Climate change misinformation: Tackle through computational social science

Future leaders and researchers need to be urgently trained to tackle climate change misinformation through an interdisciplinary approach that foregrounds computational social science and extends beyond laboratories and university campuses to shape the science-policy interface and rebuild public trust in climate research.

Writing in Nature Human Behaviour, our group of academics argue that harnessing the power of computational social science – and behavioural science – in combination with an adequately funded, multidisciplinary and concerted research programme will make it possible to “leverage the promise of big data and behavioural science to encourage appropriate climate action through consensus generation by reducing misinformation, removing scepticism and restoring trust”.

The article is a response to a comment piece that recommended the collection of large-scale behavioural datasets through public data observatories to enable system-level climate action. Our viewpoint is that the collection of datasets alone is not sufficient to address the urgency of the climate change issue and that data scientists and social scientists need to collaborate in order to move from data to action.

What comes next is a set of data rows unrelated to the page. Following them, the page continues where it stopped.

//! Result futures and view subscription streams.
//!
//! Both primitives are thin wrappers over channels: a transaction result
//! is a single-shot value delivered once the worker finishes the commit
//! pipeline; a view stream is a push channel of snapshots plus a disposal
//! guard that unregisters the view on drop. The guard holds only the job
//! sender, never the store itself: if the worker is already gone, disposal
//! is a no-op.

use std::time::Duration;

use crossbeam_channel::{Receiver, Sender, bounded, unbounded};

use crate::error::{Error, Result};

/// Single-shot future for a transaction result.
pub struct TransactionHandle<T> {
    receiver: Receiver<Result<T>>,
}

impl<T> TransactionHandle<T> {
    pub(crate) fn new() -> (ResultSink<T>, Self) {
        let (sender, receiver) = bounded(1);
        (ResultSink { sender }, Self { receiver })
    }

    /// Block until the worker delivers the result.
    pub fn wait(self) -> Result<T> {
        self.receiver
            .recv()
            .unwrap_or(Err(Error::Disconnected))
    }
}

/// Worker-side end of a [`TransactionHandle`].
pub(crate) struct ResultSink<T> {
    sender: Sender<Result<T>>,
}

impl<T> ResultSink<T> {
    /// Deliver the result; the caller may have dropped its handle.
    pub fn deliver(self, result: Result<T>) {
        let _ = self.sender.send(result);
    }
}

/// Stream of view snapshots: the initial snapshot followed by one
/// snapshot per committed transaction whose replay changed the view.
pub struct ViewStream<T> {
    receiver: Receiver<T>,
    _guard: SubscriptionGuard,
}

impl<T> ViewStream<T> {
    pub(crate) fn new(receiver: Receiver<T>, guard: SubscriptionGuard) -> Self {
        Self {
            receiver,
            _guard: guard,
        }
    }

    /// Block until the next snapshot.
    pub fn recv(&self) -> Result<T> {
        self.receiver.recv().map_err(|_| Error::Disconnected)
    }

    /// The next snapshot if one is already queued.
    pub fn try_recv(&self) -> Option<T> {
        self.receiver.try_recv().ok()
    }

    /// Block for at most `timeout`; `None` on timeout or disconnect.
    pub fn recv_timeout(&self, timeout: Duration) -> Option<T> {
        self.receiver.recv_timeout(timeout).ok()
    }
}

/// Worker-side end of a [`ViewStream`].
pub(crate) struct ViewSink<T> {
    sender: Sender<T>,
}

impl<T> ViewSink<T> {
    pub(crate) fn channel() -> (Self, Receiver<T>) {
        let (sender, receiver) = unbounded();
        (Self { sender }, receiver)
    }

    /// Emit a snapshot; subscribers that already went away are ignored.
    pub fn emit(&self, snapshot: T) {
        let _ = self.sender.send(snapshot);
    }
}

impl<T> Clone for ViewSink<T> {
    fn clone(&self) -> Self {
        Self {
            sender: self.sender.clone(),
        }
    }
}

/// Runs its disposal action exactly once, when the stream is dropped.
pub(crate) struct SubscriptionGuard {
    on_drop: Option<Box<dyn FnOnce() + Send>>,
}

impl SubscriptionGuard {
    pub(crate) fn new(on_drop: impl FnOnce() + Send + 'static) -> Self {
        Self {
            on_drop: Some(Box::new(on_drop)),
        }
    }
}

impl Drop for SubscriptionGuard {
    fn drop(&mut self) {
        if let Some(dispose) = self.on_drop.take() {
            dispose();
        }
    }
}

#[cfg(test)]
mod tests {
    use super::*;
    use std::sync::Arc;
    use std::sync::atomic::{AtomicBool, Ordering};

    #[test]
    fn test_transaction_handle_delivers_result() {
        let (sink, handle) = TransactionHandle::new();
        sink.deliver(Ok(42));
        assert_eq!(handle.wait().unwrap(), 42);
    }

    #[test]
    fn test_dropped_sink_yields_disconnected() {
        let (sink, handle) = TransactionHandle::<u32>::new();
        drop(sink);
        assert!(matches!(handle.wait(), Err(Error::Disconnected)));
    }

    #[test]
    fn test_view_stream_receives_in_order() {
        let (sink, receiver) = ViewSink::channel();
        let stream = ViewStream::new(receiver, SubscriptionGuard::new(|| {}));
        sink.emit(1);
        sink.emit(2);
        assert_eq!(stream.recv().unwrap(), 1);
        assert_eq!(stream.recv().unwrap(), 2);
        assert!(stream.try_recv().is_none());
    }

    #[test]
    fn test_guard_runs_disposal_on_drop() {
        let disposed = Arc::new(AtomicBool::new(false));
        let flag = disposed.clone();
        let (_sink, receiver) = ViewSink::<u32>::channel();
        let stream = ViewStream::new(
            receiver,
            SubscriptionGuard::new(move || flag.store(true, Ordering::SeqCst)),
        );
        assert!(!disposed.load(Ordering::SeqCst));
        drop(stream);
        assert!(disposed.load(Ordering::SeqCst));
    }
}
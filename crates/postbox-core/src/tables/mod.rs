//! Persistent tables and the contract they share.
//!
//! Every table stages its writes in an in-memory cache and participates in
//! the commit pipeline through two hooks: `before_commit` flushes dirty
//! state into the store's active transaction, `clear_memory_cache` resets
//! the table after a rollback or external invalidation. Tables are purely
//! single-threaded; the transaction driver serializes all access.

pub mod collection_infos;
pub mod collection_items;
pub mod metadata;
pub mod records;
pub mod shared_data;

use crate::valuebox::ValueBox;

/// Hooks every persistent table implements.
///
/// A value present in a table's cache is authoritative for reads within
/// the same transaction; dirty entries must be flushed by `before_commit`,
/// which is idempotent when nothing is dirty.
pub trait Table {
    /// Flush all dirty in-memory state into the store's active transaction
    /// and clear the dirty flags.
    fn before_commit(&mut self, store: &mut ValueBox);

    /// Discard all read caches and pending dirty flags.
    ///
    /// On the normal path this is only called with no dirty state present.
    /// The abort path calls it after the store transaction has been
    /// discarded, which drops staged-but-unflushed values; counters remain
    /// monotonic because the next read re-loads the persisted value.
    fn clear_memory_cache(&mut self);
}
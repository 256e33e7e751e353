//! Append-only commit log.
//!
//! Durability layer for the in-memory store: every committed transaction
//! appends exactly one checksummed frame containing its ordered write set,
//! followed by an fsync. On open the log is replayed front to back. An
//! append torn by a crash leaves a final frame that runs past end of file;
//! replay truncates it away, which is what makes a commit atomic across
//! crashes. A fully contained frame that fails its checksum or does not
//! decode is corruption rather than a torn append, and the open fails with
//! [`StorageError::CorruptedLog`].
//!
//! Frame layout:
//!
//! ```text
//! [payload_len: u32 LE][xxh64(payload): u64 LE][payload]
//! ```
//!
//! where `payload` is the MessagePack encoding of `Vec<LogRecord>`.

use std::fs::{File, OpenOptions};
use std::io::{Read, Seek, SeekFrom, Write};
use std::path::Path;

use serde::{Deserialize, Serialize};
use tracing::warn;
use xxhash_rust::xxh64::xxh64;

use crate::error::StorageError;

/// Seed for frame checksums. Arbitrary but fixed: changing it invalidates
/// every existing log.
const CHECKSUM_SEED: u64 = 0x706f_7374_626f_78;

/// Size of the fixed frame header (length + checksum).
const FRAME_HEADER_SIZE: usize = 4 + 8;

/// One key/value change inside a committed transaction.
/// `value: None` records a removal.
#[derive(Debug, Clone, Serialize, Deserialize)]
pub(crate) struct LogRecord {
    pub table: u32,
    pub key: Vec<u8>,
    pub value: Option<Vec<u8>>,
}

/// Append-only commit log backed by a single file.
pub(crate) struct CommitLog {
    file: File,
}

impl CommitLog {
    /// Open (or create) the log at `path` and replay every frame.
    ///
    /// Returns the log handle and the replayed records in commit order.
    /// A torn tail is truncated so subsequent appends start from the last
    /// intact frame; a fully contained frame that fails validation aborts
    /// the open with [`StorageError::CorruptedLog`].
    pub fn open(path: &Path) -> Result<(Self, Vec<LogRecord>), StorageError> {
        let mut file = OpenOptions::new()
            .read(true)
            .write(true)
            .create(true)
            .open(path)?;

        let mut contents = Vec::new();
        file.read_to_end(&mut contents)?;

        let mut records = Vec::new();
        let mut offset = 0usize;
        while offset + FRAME_HEADER_SIZE <= contents.len() {
            let payload_len =
                u32::from_le_bytes(contents[offset..offset + 4].try_into().unwrap()) as usize;
            let checksum =
                u64::from_le_bytes(contents[offset + 4..offset + 12].try_into().unwrap());
            let payload_start = offset + FRAME_HEADER_SIZE;
            let payload_end = match payload_start.checked_add(payload_len) {
                Some(end) if end <= contents.len() => end,
                // The frame claims more bytes than the file holds: an
                // append torn by a crash, truncated below.
                _ => break,
            };
            let payload = &contents[payload_start..payload_end];
            if xxh64(payload, CHECKSUM_SEED) != checksum {
                return Err(StorageError::CorruptedLog {
                    offset: offset as u64,
                });
            }
            let frame = rmp_serde::from_slice::<Vec<LogRecord>>(payload).map_err(|_| {
                StorageError::CorruptedLog {
                    offset: offset as u64,
                }
            })?;
            records.extend(frame);
            offset = payload_end;
        }

        let intact_end = offset;
        if intact_end < contents.len() {
            warn!(
                discarded = contents.len() - intact_end,
                offset = intact_end,
                "truncating torn commit log tail"
            );
            file.set_len(intact_end as u64)?;
            file.sync_all()?;
        }
        // Appends continue from the last intact frame.
        file.seek(SeekFrom::Start(intact_end as u64))?;

        Ok((Self { file }, records))
    }

    /// Append one frame with the given records and fsync.
    pub fn append(&mut self, records: &[LogRecord]) -> Result<(), StorageError> {
        let payload =
            rmp_serde::to_vec(records).map_err(|e| StorageError::Encoding(e.to_string()))?;
        let mut frame = Vec::with_capacity(FRAME_HEADER_SIZE + payload.len());
        frame.extend_from_slice(&(payload.len() as u32).to_le_bytes());
        frame.extend_from_slice(&xxh64(&payload, CHECKSUM_SEED).to_le_bytes());
        frame.extend_from_slice(&payload);
        self.file.write_all(&frame)?;
        self.file.sync_all()?;
        Ok(())
    }
}
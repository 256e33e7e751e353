//! Item-collection items table.
//!
//! One row per item, keyed `[namespace(4 ord), collectionId(8 ord),
//! itemKey(8 ord)]`: the least-keyed row of a collection's range is its
//! first item. Replacement is collection-granular, mirroring
//! [`super::collection_infos`]. Only staged replacements are cached;
//! point reads of untouched collections go straight to the store.

use std::collections::{HashMap, HashSet};

use tracing::warn;

use crate::operations::ItemCollectionItemOperation;
use crate::tables::Table;
use crate::types::{ItemCollectionId, ItemCollectionItem};
use crate::valuebox::{ValueBox, ValueBoxKey, ValueBoxTable};

fn collection_prefix(id: ItemCollectionId) -> ValueBoxKey {
    ValueBoxKey::new()
        .with_i32_ord(id.namespace)
        .with_i64_ord(id.id)
}

fn item_key(id: ItemCollectionId, item: &ItemCollectionItem) -> ValueBoxKey {
    collection_prefix(id).with_i64_ord(item.key)
}

pub struct ItemCollectionItemsTable {
    table: ValueBoxTable,
    /// Staged full replacements, in item-key order.
    cache: HashMap<ItemCollectionId, Vec<ItemCollectionItem>>,
    dirty: HashSet<ItemCollectionId>,
}

impl ItemCollectionItemsTable {
    pub fn new(table: ValueBoxTable) -> Self {
        Self {
            table,
            cache: HashMap::new(),
            dirty: HashSet::new(),
        }
    }

    /// The least-keyed item of `collection_id`, if any.
    pub fn lowest_item(
        &self,
        store: &ValueBox,
        collection_id: ItemCollectionId,
    ) -> Option<ItemCollectionItem> {
        if let Some(items) = self.cache.get(&collection_id) {
            return items.first().cloned();
        }
        let (_key, value) =
            store.first_in_prefix(self.table, collection_prefix(collection_id).as_bytes())?;
        match rmp_serde::from_slice(&value) {
            Ok(item) => Some(item),
            Err(error) => {
                warn!(%error, "stored collection item failed to decode, treating as absent");
                None
            }
        }
    }

    /// Stage the full replacement of a collection's items and append a
    /// `ReplaceItems` operation.
    pub fn replace_items(
        &mut self,
        collection_id: ItemCollectionId,
        mut items: Vec<ItemCollectionItem>,
        operations: &mut Vec<ItemCollectionItemOperation>,
    ) {
        items.sort_by_key(|item| item.key);
        self.cache.insert(collection_id, items);
        self.dirty.insert(collection_id);
        operations.push(ItemCollectionItemOperation::ReplaceItems(collection_id));
    }
}

impl Table for ItemCollectionItemsTable {
    fn before_commit(&mut self, store: &mut ValueBox) {
        for collection_id in self.dirty.drain() {
            for key in
                store.keys_with_prefix(self.table, collection_prefix(collection_id).as_bytes())
            {
                store.remove(self.table, &key);
            }
            let Some(items) = self.cache.get(&collection_id) else {
                continue;
            };
            for item in items {
                match rmp_serde::to_vec(item) {
                    Ok(bytes) => store.set(self.table, &item_key(collection_id, item), &bytes),
                    Err(error) => {
                        warn!(%error, "collection item failed to encode, skipping flush");
                    }
                }
            }
        }
    }

    fn clear_memory_cache(&mut self) {
        self.cache.clear();
        self.dirty.clear();
    }
}
//! The transaction modifier handle.
//!
//! A `Modifier` is handed to a transaction body and exposes every legal
//! mutation. It never suspends: all methods are pure computation over the
//! worker-owned state, staging changes into table caches and appending to
//! the per-kind operation logs. Reads are served from the caches first, so
//! a transaction always sees its own writes.

use crate::postbox::PostboxState;
use crate::types::{
    AccountRecord, AccountRecordId, ChatListTotalUnreadState, ItemCollectionId, ItemCollectionInfo,
    ItemCollectionItem, MessageId, MessageNamespace, PeerGroupId, PeerId,
};
use crate::valuebox::ValueBoxKey;

pub struct Modifier<'a> {
    pub(crate) state: &'a mut PostboxState,
}

impl Modifier<'_> {
    // -----------------------------------------------------------------------
    // Message-history metadata
    // -----------------------------------------------------------------------

    /// Allocate the next message id for `(peer_id, namespace)`.
    ///
    /// Ids are strictly monotonic across the process lifetime and across
    /// restarts for every id that belongs to a committed transaction; an
    /// aborted transaction may leak ids (monotonic, not gapless).
    pub fn get_next_message_id(
        &mut self,
        peer_id: PeerId,
        namespace: MessageNamespace,
    ) -> MessageId {
        let state = &mut *self.state;
        let id = state
            .tables
            .metadata
            .get_next_message_id_and_increment(&state.store, peer_id, namespace);
        MessageId {
            peer_id,
            namespace,
            id,
        }
    }

    pub fn get_next_stable_message_index_id(&mut self) -> i32 {
        let state = &mut *self.state;
        state
            .tables
            .metadata
            .get_next_stable_message_index_id(&state.store)
    }

    pub fn get_next_peer_operation_log_index(&mut self) -> i32 {
        let state = &mut *self.state;
        state
            .tables
            .metadata
            .get_next_peer_operation_log_index(&state.store)
    }

    pub fn is_chat_list_initialized(&mut self) -> bool {
        let state = &mut *self.state;
        state.tables.metadata.is_chat_list_initialized(&state.store)
    }

    pub fn set_chat_list_initialized(&mut self) {
        let state = &mut *self.state;
        state
            .tables
            .metadata
            .set_chat_list_initialized(&mut state.store);
    }

    pub fn is_peer_history_initialized(&mut self, peer_id: PeerId) -> bool {
        let state = &mut *self.state;
        state
            .tables
            .metadata
            .is_peer_history_initialized(&state.store, peer_id)
    }

    pub fn set_peer_history_initialized(&mut self, peer_id: PeerId) {
        let state = &mut *self.state;
        state
            .tables
            .metadata
            .set_peer_history_initialized(&mut state.store, peer_id);
    }

    pub fn is_chat_list_group_initialized(&mut self, group_id: PeerGroupId) -> bool {
        let state = &mut *self.state;
        state
            .tables
            .metadata
            .is_chat_list_group_initialized(&state.store, group_id)
    }

    pub fn set_chat_list_group_initialized(&mut self, group_id: PeerGroupId) {
        let state = &mut *self.state;
        state
            .tables
            .metadata
            .set_chat_list_group_initialized(&mut state.store, group_id);
    }

    pub fn is_group_feed_index_initialized(&mut self, group_id: PeerGroupId) -> bool {
        let state = &mut *self.state;
        state
            .tables
            .metadata
            .is_group_feed_index_initialized(&state.store, group_id)
    }

    pub fn set_group_feed_index_initialized(&mut self, group_id: PeerGroupId) {
        let state = &mut *self.state;
        state
            .tables
            .metadata
            .set_group_feed_index_initialized(&mut state.store, group_id);
    }

    pub fn get_chat_list_total_unread_state(&mut self) -> ChatListTotalUnreadState {
        let state = &mut *self.state;
        state
            .tables
            .metadata
            .get_chat_list_total_unread_state(&state.store)
    }

    pub fn set_chat_list_total_unread_state(&mut self, unread_state: ChatListTotalUnreadState) {
        let state = &mut *self.state;
        state
            .tables
            .metadata
            .set_chat_list_total_unread_state(&state.store, unread_state);
    }

    // -----------------------------------------------------------------------
    // Item collections
    // -----------------------------------------------------------------------

    pub fn get_item_collection_infos(
        &mut self,
        namespace: i32,
    ) -> Vec<(ItemCollectionId, ItemCollectionInfo)> {
        let state = &mut *self.state;
        state
            .tables
            .collection_infos
            .get_infos(&state.store, namespace)
    }

    pub fn replace_item_collection_infos(
        &mut self,
        namespace: i32,
        infos: Vec<(ItemCollectionId, ItemCollectionInfo)>,
    ) {
        let state = &mut *self.state;
        state.tables.collection_infos.replace_infos(
            namespace,
            infos,
            &mut state.operations.item_collection_info_operations,
        );
    }

    pub fn replace_item_collection_items(
        &mut self,
        collection_id: ItemCollectionId,
        items: Vec<ItemCollectionItem>,
    ) {
        let state = &mut *self.state;
        state.tables.collection_items.replace_items(
            collection_id,
            items,
            &mut state.operations.item_collection_item_operations,
        );
    }

    // -----------------------------------------------------------------------
    // Account records
    // -----------------------------------------------------------------------

    /// All account records, in id order.
    pub fn get_records(&mut self) -> Vec<AccountRecord> {
        let state = &mut *self.state;
        state.tables.records.get_records(&state.store)
    }

    pub fn get_record(&mut self, id: AccountRecordId) -> Option<AccountRecord> {
        let state = &mut *self.state;
        state.tables.records.get_record(&state.store, id)
    }

    /// Create a record under a fresh random id.
    pub fn create_record(&mut self, attributes: serde_json::Value) -> AccountRecordId {
        self.create_record_internal(attributes, None)
    }

    /// Create a record tagged with this process's temporary session id.
    pub fn create_temporary_record(&mut self, attributes: serde_json::Value) -> AccountRecordId {
        let session_id = self.state.temporary_session_id;
        self.create_record_internal(attributes, Some(session_id))
    }

    fn create_record_internal(
        &mut self,
        attributes: serde_json::Value,
        temporary_session_id: Option<i64>,
    ) -> AccountRecordId {
        let state = &mut *self.state;
        let id = loop {
            let candidate = AccountRecordId((rand::random::<u64>() >> 1) as i64);
            if state
                .tables
                .records
                .get_record(&state.store, candidate)
                .is_none()
            {
                break candidate;
            }
        };
        state.tables.records.set_record(
            &state.store,
            id,
            Some(AccountRecord {
                id,
                attributes,
                temporary_session_id,
            }),
            &mut state.operations.account_record_operations,
        );
        id
    }

    /// Update or delete (`record = None`) an existing record slot.
    pub fn update_record(&mut self, id: AccountRecordId, record: Option<AccountRecord>) {
        if let Some(record) = &record {
            assert_eq!(record.id, id, "record id does not match slot id");
        }
        let state = &mut *self.state;
        state.tables.records.set_record(
            &state.store,
            id,
            record,
            &mut state.operations.account_record_operations,
        );
    }

    pub fn get_current_account_id(&mut self) -> Option<AccountRecordId> {
        let state = &mut *self.state;
        state
            .tables
            .account_metadata
            .get_current_account_id(&state.store)
    }

    pub fn set_current_account_id(&mut self, id: Option<AccountRecordId>) {
        let state = &mut *self.state;
        state.tables.account_metadata.set_current_account_id(
            &state.store,
            id,
            &mut state.operations.account_metadata_operations,
        );
    }

    // -----------------------------------------------------------------------
    // Shared data
    // -----------------------------------------------------------------------

    pub fn get_shared_data(&mut self, key: &ValueBoxKey) -> Option<serde_json::Value> {
        let state = &mut *self.state;
        state.tables.shared_data.get(&state.store, key)
    }

    pub fn set_shared_data(&mut self, key: &ValueBoxKey, value: Option<serde_json::Value>) {
        let state = &mut *self.state;
        state.tables.shared_data.set(
            &state.store,
            key,
            value,
            &mut state.operations.updated_shared_data_keys,
        );
    }

    /// Read-modify-write over one shared-data key. Writing back an equal
    /// value is silently dropped and observers see no notification.
    pub fn update_shared_data(
        &mut self,
        key: &ValueBoxKey,
        f: impl FnOnce(Option<serde_json::Value>) -> Option<serde_json::Value>,
    ) {
        let current = self.get_shared_data(key);
        let next = f(current);
        self.set_shared_data(key, next);
    }
}
//! Domain identifiers and encoded domain values.
//!
//! All identifiers are fixed-width integer tuples with a defined byte
//! layout; where the underlying store's index order is semantically
//! meaningful, the derived `Ord` matches the lexicographic order of the
//! encoded key bytes.

use std::collections::BTreeMap;

use serde::{Deserialize, Serialize};

/// A peer (chat partner, group, channel) identifier.
#[derive(Debug, Clone, Copy, PartialEq, Eq, PartialOrd, Ord, Hash, Serialize, Deserialize)]
pub struct PeerId(pub i64);

/// A chat-list group identifier.
#[derive(Debug, Clone, Copy, PartialEq, Eq, PartialOrd, Ord, Hash, Serialize, Deserialize)]
pub struct PeerGroupId(pub i32);

/// Namespace of a message id (e.g. cloud vs. local messages).
pub type MessageNamespace = i32;

/// A message identifier: peer, namespace, and a per-`(peer, namespace)`
/// monotonically increasing id.
#[derive(Debug, Clone, Copy, PartialEq, Eq, PartialOrd, Ord, Hash, Serialize, Deserialize)]
pub struct MessageId {
    pub peer_id: PeerId,
    pub namespace: MessageNamespace,
    pub id: i32,
}

/// An item collection identifier.
///
/// The derived ordering (namespace, then id) equals the lexicographic
/// order of the collection's encoded key bytes.
#[derive(Debug, Clone, Copy, PartialEq, Eq, PartialOrd, Ord, Hash, Serialize, Deserialize)]
pub struct ItemCollectionId {
    pub namespace: i32,
    pub id: i64,
}

/// Opaque per-collection metadata, supplied by upper layers.
#[derive(Debug, Clone, PartialEq, Serialize, Deserialize)]
#[serde(transparent)]
pub struct ItemCollectionInfo(pub serde_json::Value);

/// A single item inside an item collection, ordered by `key` within its
/// collection.
#[derive(Debug, Clone, PartialEq, Serialize, Deserialize)]
pub struct ItemCollectionItem {
    pub key: i64,
    pub value: serde_json::Value,
}

/// An account record identifier (random, non-negative).
#[derive(Debug, Clone, Copy, PartialEq, Eq, PartialOrd, Ord, Hash, Serialize, Deserialize)]
pub struct AccountRecordId(pub i64);

/// A stored account record.
///
/// Records carrying a `temporary_session_id` are understood by upper
/// layers to be ephemeral and eligible for reclamation on next open.
#[derive(Debug, Clone, PartialEq, Serialize, Deserialize)]
pub struct AccountRecord {
    pub id: AccountRecordId,
    pub attributes: serde_json::Value,
    pub temporary_session_id: Option<i64>,
}

/// Bitmask tag selecting a class of peers in the total-unread summary.
pub type PeerSummaryCounterTags = i32;

/// Unread counters for one summary tag.
#[derive(Debug, Clone, Copy, PartialEq, Eq, Default, Serialize, Deserialize)]
pub struct ChatListTotalUnreadCounters {
    #[serde(rename = "m")]
    pub message_count: i32,
    #[serde(rename = "c")]
    pub chat_count: i32,
}

/// The chat-list-wide unread summary, keyed by summary tag.
///
/// The short field names are the persisted encoding's field keys; the tag
/// (`k` in the encoded form) is the map key.
#[derive(Debug, Clone, PartialEq, Eq, Default, Serialize, Deserialize)]
pub struct ChatListTotalUnreadState {
    #[serde(rename = "ad")]
    pub absolute_counters: BTreeMap<PeerSummaryCounterTags, ChatListTotalUnreadCounters>,
    #[serde(rename = "fd")]
    pub filtered_counters: BTreeMap<PeerSummaryCounterTags, ChatListTotalUnreadCounters>,
}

Computational social science can act as “a critical interdisciplinary bridge” between data science and human behavioural theories, generating key insights using observational, experimental and machine-learning methods, citing, for example, a recent study which identified growing polarisation in public opinions regarding climate change. They say it can extract behavioural insights at scale from the data observatories, enabling systems design that counters misinformation and polarisation and supports consensus building for climate mitigation and adaptation policies.